I know not all psychiatrists rx that way and the fact that we (upon his suggestion) have finished trialing difficult child off the remeron and are at the end of our trialing down of the seroquel (should be totally off by next monday) makes me optimistic. But at the same time, it scares me to death.....

That's what we deal with everyday. That's why this medication thing is so hard.

I wanted difficult child off the ad and the ap (and would love him off the stimulant but that's not going to happen any time soon) but I'm afraid we'll end up back where we were in 2nd grade and that scares the bejeezes out of me.




This article hits very close to home. M, my daughter who last summer developed a choking phobia that led to food refusal, hospitalization and NG tube feeding, has been taking a combo of Zyprexa and Prozac since last fall. This spring the psychiatrists involved in her case decided they wanted to wean M from Zyprexa because they were concerned about the long-term use of atypical antipsychotics, both from a neurodevelopmental perspective and a metabolic side-effect profile perspective.

Their concerns are not unfounded, but we ran into trouble making a thoughtful decision. When Zyprexa was decreased from 5 mg to 2.5 mg, M's lack of appetite and nausea resurfaced, as well as her "stuck" Obsessive Compulsive Disorder (OCD)-like thinking. She is no longer stable, and while the psychiatrists are increasing her Prozac, we're not entirely sure that's going to do it. In addition, given her siblings' hx with SSRIs, we run the risk of throwing her into mania.

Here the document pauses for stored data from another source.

//! Avatar normalization: fixed square size, recompressed in place.
use std::{
    fs::File,
    io::BufWriter,
    path::{Path, PathBuf},
};

use anyhow::Context;
use bytes::Bytes;
use image::{codecs::jpeg::JpegEncoder, imageops::FilterType, ImageFormat, ImageReader};
use uuid::Uuid;

pub const AVATAR_SIZE: u32 = 250;
pub const JPEG_QUALITY: u8 = 60;

/// Resizes the image at `path` to `AVATAR_SIZE` square and rewrites it in its own format.
pub async fn normalize(path: PathBuf) -> anyhow::Result<()> {
    tokio::task::spawn_blocking(move || normalize_blocking(&path))
        .await
        .context("avatar worker panicked")?
}

fn normalize_blocking(path: &Path) -> anyhow::Result<()> {
    let reader = ImageReader::open(path)
        .with_context(|| format!("open {}", path.display()))?
        .with_guessed_format()
        .context("read image header")?;
    let format = reader.format().context("unrecognized image format")?;
    let img = reader.decode().context("decode image")?;

    let resized = img.resize_exact(AVATAR_SIZE, AVATAR_SIZE, FilterType::Lanczos3);

    match format {
        ImageFormat::Jpeg => {
            let out = File::create(path).with_context(|| format!("create {}", path.display()))?;
            let mut encoder = JpegEncoder::new_with_quality(BufWriter::new(out), JPEG_QUALITY);
            encoder
                .encode_image(&resized.to_rgb8())
                .context("encode jpeg")?;
        }
        other => resized
            .save_with_format(path, other)
            .with_context(|| format!("encode {:?}", other))?,
    }
    Ok(())
}

/// Final file name in public storage for `user_id`'s upload.
pub fn public_file_name(user_id: Uuid, original_name: &str) -> String {
    format!("{}_{}", user_id, sanitize_file_name(original_name))
}

/// Last path component of a client-supplied name, restricted to a safe charset.
pub fn sanitize_file_name(name: &str) -> String {
    let base = name.rsplit(['/', '\\']).next().unwrap_or_default();
    let cleaned: String = base
        .chars()
        .map(|c| {
            if c.is_ascii_alphanumeric() || matches!(c, '.' | '-' | '_') {
                c
            } else {
                '_'
            }
        })
        .collect();
    let cleaned = cleaned.trim_start_matches('.');
    if cleaned.is_empty() {
        "avatar".to_string()
    } else {
        cleaned.to_string()
    }
}

/// Writes an upload into `tmp_dir` under a unique name.
pub async fn write_temp_upload(tmp_dir: &Path, original_name: &str, body: Bytes) -> anyhow::Result<PathBuf> {
    tokio::fs::create_dir_all(tmp_dir)
        .await
        .with_context(|| format!("create {}", tmp_dir.display()))?;
    let path = tmp_dir.join(format!("{}_{}", Uuid::new_v4(), sanitize_file_name(original_name)));
    tokio::fs::write(&path, &body)
        .await
        .with_context(|| format!("write {}", path.display()))?;
    Ok(path)
}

Many parents like us find ourselves facing very difficult medication decisions. Our children have serious mental health challenges that hamper their very ability to function. I know beyond a doubt that Zyprexa helped M begin to eat again. I know it has helped her function like a normal 9-year-old. While I understand the desire to wean her from this medication, my concern is finding a new combo that will gain stability for her again. It's a crapshoot whether we'll find another combo that works as well.